Sign downloader with GPG

Author: dlon

installer-downloader/build.sh

@@ -234,12 +234,22 @@ function dist_macos_app {
         notarize_mac "$dmg_path"
     fi
 
+    # GPG sign .dmg
+    if [[ "$SIGN" != "false" ]]; then
+        gpg_sign "$dmg_path"
+    fi
+
     # Move to dist dir
     log_info "Moving final artifacts to $DIST_DIR"

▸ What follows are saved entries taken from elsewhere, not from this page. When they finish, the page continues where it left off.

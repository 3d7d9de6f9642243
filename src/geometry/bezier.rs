//! Cubic Bézier interpolation with an owned memoization cache

use crate::Point;
use rustc_hash::FxHashMap;

/// Default number of memoized samples before the cache is flushed
pub const DEFAULT_BEZIER_CAPACITY: usize = 1024;

/// A cubic Bézier curve given by four control points
#[derive(Debug, Clone, Copy, PartialEq)]
pub struct CubicBezier {
    pub p0: Point,
    pub p1: Point,
    pub p2: Point,
    pub p3: Point,
}

impl CubicBezier {
    pub fn new(p0: Point, p1: Point, p2: Point, p3: Point) -> Self {
        Self { p0, p1, p2, p3 }
    }

    /// Evaluate the curve at `t` using the Bernstein form.
    ///
    /// At `t = 0` and `t = 1` every weight but one is exactly zero, so the
    /// end control points come back bit-for-bit.
    pub fn point_at(&self, t: f32) -> Point {
        let u = 1.0 - t;
        let w0 = u * u * u;
        let w1 = 3.0 * t * u * u;
        let w2 = 3.0 * t * t * u;
        let w3 = t * t * t;

        Point {
            x: w0 * self.p0.x + w1 * self.p1.x + w2 * self.p2.x + w3 * self.p3.x,
            y: w0 * self.p0.y + w1 * self.p1.y + w2 * self.p2.y + w3 * self.p3.y,
        }
    }

    fn key(&self, t: f32) -> [u32; 9] {
        [
            self.p0.x.to_bits(),
            self.p0.y.to_bits(),
            self.p1.x.to_bits(),
            self.p1.y.to_bits(),
            self.p2.x.to_bits(),
            self.p2.y.to_bits(),
            self.p3.x.to_bits(),
            self.p3.y.to_bits(),
            t.to_bits(),
        ]
    }
}

/// Bounded memo of Bézier samples.
///
/// Owned by whoever samples curves; there is no process-wide cache. When the
/// cache reaches its capacity it is flushed wholesale.
#[derive(Debug, Clone)]
pub struct BezierCache {
    entries: FxHashMap<[u32; 9], Point>,
    capacity: usize,
    hits: u64,
    misses: u64,
}

impl Default for BezierCache {
    fn default() -> Self {
        Self::new(DEFAULT_BEZIER_CAPACITY)
    }
}

impl BezierCache {
    pub fn new(capacity: usize) -> Self {
        Self {
            entries: FxHashMap::default(),
            capacity: capacity.max(1),
            hits: 0,
            misses: 0,
        }
    }

    /// Sample `curve` at `t`, reusing a previous result when available
    pub fn point_at(&mut self, curve: &CubicBezier, t: f32) -> Point {
        let key = curve.key(t);
        if let Some(point) = self.entries.get(&key) {
            self.hits += 1;
            return *point;
        }

        self.misses += 1;
        if self.entries.len() >= self.capacity {
            self.entries.clear();
        }
        let point = curve.point_at(t);
        self.entries.insert(key, point);
        point
    }

    /// Sample `steps + 1` evenly spaced points from `t = 0` to `t = 1`
    pub fn sample(&mut self, curve: &CubicBezier, steps: usize) -> Vec<Point> {
        let steps = steps.max(1);
        (0..=steps)
            .map(|i| self.point_at(curve, i as f32 / steps as f32))
            .collect()
    }

    pub fn clear(&mut self) {
        self.entries.clear();
    }

    pub fn len(&self) -> usize {
        self.entries.len()
    }

    pub fn is_empty(&self) -> bool {
        self.entries.is_empty()
    }

    pub fn hits(&self) -> u64 {
        self.hits
    }

    pub fn misses(&self) -> u64 {
        self.misses
    }
}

     rm -rf "$DIST_DIR/$FILENAME.app/"
     rm -rf "$DIST_DIR/$FILENAME.dmg"
+    rm -rf "$DIST_DIR/$FILENAME.dmg.asc"
     mv "$app_path" "$DIST_DIR/"
     mv "$dmg_path" "$DIST_DIR/"
+
+    if [[ "$SIGN" != "false" ]]; then
+        mv "$dmg_path.asc" "$DIST_DIR/"
+    fi
 }
 
 # Notarize and staple a file.
@@ -284,13 +294,32 @@ function sign_win {
     done
 }
 
+# Sign a file using gpg.
+# Arguments:
+# - file to sign
+function gpg_sign {
+    local file="$1"
+    log_info "Signing $file with gpg -> $file.asc"

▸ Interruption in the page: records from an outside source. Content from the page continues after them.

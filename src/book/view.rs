//! Visible-page computation

use super::page::{DisplayMode, Slot};
use smallvec::{smallvec, SmallVec};

/// Page numbers currently visible: one in single mode, an odd-first pair in
/// double mode
pub type View = SmallVec<[u32; 2]>;

/// Visible pages for `page` under `mode`.
///
/// Double-mode spreads pair as (1, 2), (3, 4), ... regardless of the total
/// page count, so the second number may name a page that does not exist.
pub fn view(page: u32, mode: DisplayMode) -> View {
    match mode {
        DisplayMode::Single => smallvec![page],
        DisplayMode::Double if page % 2 == 1 => smallvec![page, page.saturating_add(1)],
        DisplayMode::Double => smallvec![page.saturating_sub(1), page],
    }
}

/// Slot of `page` within `view`, or `None` if it is not visible
pub fn slot_in(view: &View, page: u32, mode: DisplayMode) -> Option<Slot> {
    let index = view.iter().position(|p| *p == page)?;
    Some(match (mode, index) {
        (DisplayMode::Single, _) => Slot::Single,
        (DisplayMode::Double, 0) => Slot::Left,
        (DisplayMode::Double, _) => Slot::Right,
    })
}
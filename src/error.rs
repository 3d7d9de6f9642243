//! Error taxonomy shared by both engines

use crate::render::RegionId;

/// Errors raised by the flip and pagination engines.
#[derive(Debug, Clone, PartialEq, thiserror::Error)]
pub enum FlipError {
    #[error("Invalid display mode: {0:?} (expected \"single\" or \"double\")")]
    InvalidDisplay(String),
    #[error("Page {page} is out of range (1..={total})")]
    PageOutOfRange { page: u32, total: u32 },
    #[error("Container region {0:?} does not exist on the surface")]
    MissingContainer(RegionId),
    #[error("Invalid corner: {0:?}")]
    InvalidCorner(String),
    #[error("Invalid corner policy: {0:?}")]
    InvalidCornerPolicy(String),
    #[error("Invalid configuration: {0}")]
    Config(String),
}

impl From<serde_json::Error> for FlipError {
    fn from(err: serde_json::Error) -> Self {
        FlipError::Config(err.to_string())
    }
}

pub type Result<T> = std::result::Result<T, FlipError>;

#[cfg(test)]
mod tests {
    use super::*;

    #[test]
    fn test_error_messages() {
        let err = FlipError::PageOutOfRange { page: 7, total: 4 };
        assert_eq!(err.to_string(), "Page 7 is out of range (1..=4)");

        let err = FlipError::InvalidDisplay("triple".to_string());
        assert!(err.to_string().contains("triple"));
    }

    #[test]
    fn test_json_error_maps_to_config() {
        let parse: std::result::Result<u32, _> = serde_json::from_str("nope");
        let err: FlipError = parse.unwrap_err().into();
        assert!(matches!(err, FlipError::Config(_)));
    }
}
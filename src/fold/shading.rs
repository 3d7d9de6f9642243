//! Cosmetic shadow derived from the fold angle

use std::f32::consts::PI;

/// Upper bound of the shade intensity
pub const MAX_SHADE: f32 = 0.5;

/// `0.5 - |angle| / 2π`, kept within `[0, 0.5]`
pub fn shade_intensity(angle: f32) -> f32 {
    (MAX_SHADE - angle.abs() / (2.0 * PI)).clamp(0.0, MAX_SHADE)
}

/// A linear gradient from translucent black to transparent
#[derive(Debug, Clone, Copy, PartialEq)]
pub struct Shade {
    pub intensity: f32,
    /// Gradient direction in radians
    pub angle: f32,
}

impl Shade {
    pub fn from_angle(angle: f32) -> Self {
        Self {
            intensity: shade_intensity(angle),
            angle,
        }
    }

    /// Alpha at the opaque end of the gradient
    pub fn alpha(&self) -> f32 {
        MAX_SHADE - self.intensity
    }

    pub fn to_css(&self) -> String {
        format!(
            "linear-gradient({}rad, rgba(0, 0, 0, {}) 0%, rgba(0, 0, 0, 0) 100%)",
            self.angle,
            self.alpha()
        )
    }
}

#[cfg(test)]
mod tests {
    use super::*;

    #[test]
    fn test_intensity_range() {
        assert_eq!(shade_intensity(0.0), 0.5);
        assert!((shade_intensity(PI) - 0.0).abs() < 1e-6);
        assert!((shade_intensity(-PI / 2.0) - 0.25).abs() < 1e-6);
        // Bottom-corner angles can exceed π
        assert_eq!(shade_intensity(1.5 * PI), 0.0);
    }

    #[test]
    fn test_gradient_css() {
        let shade = Shade::from_angle(0.0);
        assert_eq!(shade.alpha(), 0.0);
        assert_eq!(
            shade.to_css(),
            "linear-gradient(0rad, rgba(0, 0, 0, 0) 0%, rgba(0, 0, 0, 0) 100%)"
        );

        let shade = Shade::from_angle(PI / 2.0);
        assert!((shade.alpha() - 0.25).abs() < 1e-6);
    }
}
//! Shared geometry utilities: Bézier sampling, transform strings and
//! rendering capabilities

mod bezier;
mod capabilities;
mod transform;

pub use bezier::{BezierCache, CubicBezier, DEFAULT_BEZIER_CAPACITY};
pub use capabilities::Capabilities;
pub use transform::{Matrix2D, Transform, TransformOp};
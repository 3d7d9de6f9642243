//! Page-Flip CLI (for testing purposes only)
//! The main interface is through WASM bindings.

fn main() {
    println!("Page-Flip Core");
    println!("==============");
    println!();
    println!("This is a library crate. To use it:");
    println!();
    println!("  1. Build WASM: wasm-pack build --target web");
    println!("  2. Create a WasmFlip or WasmBook, apply the JSON patches from");
    println!("     takePatches() to your elements, and forward pointer events.");
    println!();
    println!("For testing the core library:");
    println!("  cargo test");
}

+    gpg -u "$CODE_SIGNING_KEY_FINGERPRINT" --pinentry-mode loopback --sign --armor --detach-sign "$file"
+}
+
 # Copy executable and optionally sign it.

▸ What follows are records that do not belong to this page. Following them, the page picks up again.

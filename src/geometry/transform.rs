//! Transform values and their CSS string composition

use crate::Point;
use smallvec::SmallVec;
use std::fmt::Write;

/// A 2x3 affine matrix in CSS `matrix(a, b, c, d, e, f)` order
#[derive(Debug, Clone, Copy, PartialEq)]
pub struct Matrix2D {
    pub a: f32,
    pub b: f32,
    pub c: f32,
    pub d: f32,
    pub e: f32,
    pub f: f32,
}

impl Matrix2D {
    pub const IDENTITY: Matrix2D = Matrix2D {
        a: 1.0,
        b: 0.0,
        c: 0.0,
        d: 1.0,
        e: 0.0,
        f: 0.0,
    };

    /// Rotation by `angle` followed by a translation to `origin`:
    /// `[cos, sin, -sin, cos, origin.x, origin.y]`
    pub fn fold(angle: f32, origin: Point) -> Self {
        let (sin, cos) = angle.sin_cos();
        Self {
            a: cos,
            b: sin,
            c: -sin,
            d: cos,
            e: origin.x,
            f: origin.y,
        }
    }

    /// Column-major 4x4 form as used by CSS `matrix3d`.
    ///
    /// The added z axis carries no translation and unit scale, so the result
    /// maps the plane exactly like the 2D form.
    pub fn to_3d(&self) -> [f32; 16] {
        [
            self.a, self.b, 0.0, 0.0, //
            self.c, self.d, 0.0, 0.0, //
            0.0, 0.0, 1.0, 0.0, //
            self.e, self.f, 0.0, 1.0,
        ]
    }

    pub fn apply(&self, point: Point) -> Point {
        Point {
            x: self.a * point.x + self.c * point.y + self.e,
            y: self.b * point.x + self.d * point.y + self.f,
        }
    }
}

/// A single CSS transform function
#[derive(Debug, Clone, Copy, PartialEq)]
pub enum TransformOp {
    Translate { x: f32, y: f32 },
    Translate3d { x: f32, y: f32, z: f32 },
    Rotate { radians: f32 },
    Matrix(Matrix2D),
    Matrix3d([f32; 16]),
}

impl TransformOp {
    fn write_css(&self, out: &mut String) {
        // Writing into a String cannot fail
        let _ = match self {
            TransformOp::Translate { x, y } => write!(out, "translate({}px, {}px)", x, y),
            TransformOp::Translate3d { x, y, z } => {
                write!(out, "translate3d({}px, {}px, {}px)", x, y, z)
            }
            TransformOp::Rotate { radians } => write!(out, "rotate({}rad)", radians),
            TransformOp::Matrix(m) => write!(
                out,
                "matrix({}, {}, {}, {}, {}, {})",
                m.a, m.b, m.c, m.d, m.e, m.f
            ),
            TransformOp::Matrix3d(values) => {
                out.push_str("matrix3d(");
                for (i, v) in values.iter().enumerate() {
                    if i > 0 {
                        out.push_str(", ");
                    }
                    let _ = write!(out, "{}", v);
                }
                out.push(')');
                Ok(())
            }
        };
    }
}

/// An ordered list of transform functions plus an optional transform origin
#[derive(Debug, Clone, PartialEq, Default)]
pub struct Transform {
    ops: SmallVec<[TransformOp; 2]>,
    origin: Option<Point>,
}

impl Transform {
    /// The neutral transform (renders as `none`)
    pub fn identity() -> Self {
        Self::default()
    }

    /// Fold matrix for page-relative folds.
    ///
    /// With `accelerated` the matrix is emitted in its 4x4 form so the
    /// renderer can take a 3D compositing path.
    pub fn fold_matrix(angle: f32, origin: Point, accelerated: bool) -> Self {
        let matrix = Matrix2D::fold(angle, origin);
        let op = if accelerated {
            TransformOp::Matrix3d(matrix.to_3d())
        } else {
            TransformOp::Matrix(matrix)
        };
        Self::identity().then(op)
    }

    /// Pure rotation about `origin`, for corner-relative folds
    pub fn rotation(angle: f32, origin: Point, accelerated: bool) -> Self {
        let mut transform = Self::identity().then(TransformOp::Rotate { radians: angle });
        if accelerated {
            transform = transform.then(TransformOp::Translate3d {
                x: 0.0,
                y: 0.0,
                z: 0.0,
            });
        }
        transform.with_origin(origin)
    }

    /// Append a transform function
    pub fn then(mut self, op: TransformOp) -> Self {
        self.ops.push(op);
        self
    }

    /// Append every function of `other`; `other`'s origin wins if set
    pub fn compose(mut self, other: &Transform) -> Self {
        self.ops.extend(other.ops.iter().copied());
        if other.origin.is_some() {
            self.origin = other.origin;
        }
        self
    }

    pub fn with_origin(mut self, origin: Point) -> Self {
        self.origin = Some(origin);
        self
    }

    pub fn is_identity(&self) -> bool {
        self.ops.is_empty()
    }

    pub fn ops(&self) -> &[TransformOp] {
        &self.ops
    }

    pub fn origin(&self) -> Option<Point> {
        self.origin
    }

    /// CSS `transform` value
    pub fn to_css(&self) -> String {
        if self.ops.is_empty() {
            return "none".to_string();
        }

        let mut out = String::new();
        for (i, op) in self.ops.iter().enumerate() {
            if i > 0 {
                out.push(' ');
            }
            op.write_css(&mut out);
        }
        out
    }

    /// CSS `transform-origin` value, if an origin was set
    pub fn origin_css(&self) -> Option<String> {
        self.origin.map(|o| format!("{}px {}px", o.x, o.y))
    }
}

#[cfg(test)]
mod tests {
    use super::*;
    use std::f32::consts::FRAC_PI_2;

    #[test]
    fn test_identity_renders_none() {
        assert_eq!(Transform::identity().to_css(), "none");
        assert!(Transform::identity().is_identity());
        assert_eq!(Transform::identity().origin_css(), None);
    }

    #[test]
    fn test_fold_matrix_layout() {
        let m = Matrix2D::fold(0.0, Point { x: 10.0, y: 20.0 });
        assert_eq!(
            m,
            Matrix2D {
                a: 1.0,
                b: 0.0,
                c: -0.0,
                d: 1.0,
                e: 10.0,
                f: 20.0
            }
        );

        let css = Transform::fold_matrix(0.0, Point { x: 10.0, y: 20.0 }, false).to_css();
        assert_eq!(css, "matrix(1, 0, -0, 1, 10, 20)");
    }

    #[test]
    fn test_accelerated_matrix_is_equivalent() {
        let m = Matrix2D::fold(0.7, Point { x: 3.0, y: -4.0 });
        let m3 = m.to_3d();
        let p = Point { x: 5.0, y: 2.0 };
        let flat = m.apply(p);

        // Column-major: x' = m[0]x + m[4]y + m[12], y' = m[1]x + m[5]y + m[13]
        let x = m3[0] * p.x + m3[4] * p.y + m3[12];
        let y = m3[1] * p.x + m3[5] * p.y + m3[13];
        assert!((x - flat.x).abs() < 1e-5);
        assert!((y - flat.y).abs() < 1e-5);
        assert_eq!(m3[10], 1.0);
        assert_eq!(m3[15], 1.0);
        assert_eq!(m3[14], 0.0);

        let css = Transform::fold_matrix(0.7, Point::default(), true).to_css();
        assert!(css.starts_with("matrix3d("));
    }

    #[test]
    fn test_rotation_about_origin() {
        let t = Transform::rotation(FRAC_PI_2, Point { x: 0.0, y: 100.0 }, false);
        assert_eq!(t.ops().len(), 1);
        assert_eq!(t.origin_css().as_deref(), Some("0px 100px"));
        assert!(t.to_css().starts_with("rotate("));

        let accelerated = Transform::rotation(FRAC_PI_2, Point::default(), true);
        assert!(accelerated.to_css().ends_with("translate3d(0px, 0px, 0px)"));
    }

    #[test]
    fn test_compose() {
        let base = Transform::identity().then(TransformOp::Translate { x: 5.0, y: 0.0 });
        let rot = Transform::rotation(0.5, Point { x: 1.0, y: 2.0 }, false);
        let composed = base.compose(&rot);
        assert_eq!(composed.ops().len(), 2);
        assert_eq!(composed.origin(), Some(Point { x: 1.0, y: 2.0 }));
        assert_eq!(composed.to_css(), "translate(5px, 0px) rotate(0.5rad)");
    }
}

 function dist_windows_app {
     cp "$CARGO_TARGET_DIR/release/installer-downloader.exe" "$BUILD_DIR/$FILENAME.exe"
+
     if [[ "$SIGN" != "false" ]]; then
         sign_win "$BUILD_DIR/$FILENAME.exe"
+        gpg_sign "$BUILD_DIR/$FILENAME.exe"
     fi
+
+    log_info "Moving final artifacts to $DIST_DIR"
+    rm -rf "$DIST_DIR/$FILENAME.exe"
+    rm -rf "$DIST_DIR/$FILENAME.exe.asc"
+
     mv "$BUILD_DIR/$FILENAME.exe" "$DIST_DIR/"
+    if [[ "$SIGN" != "false" ]]; then
+        mv "$BUILD_DIR/$FILENAME.exe.asc" "$DIST_DIR/"
+    fi
 }
 
 function main {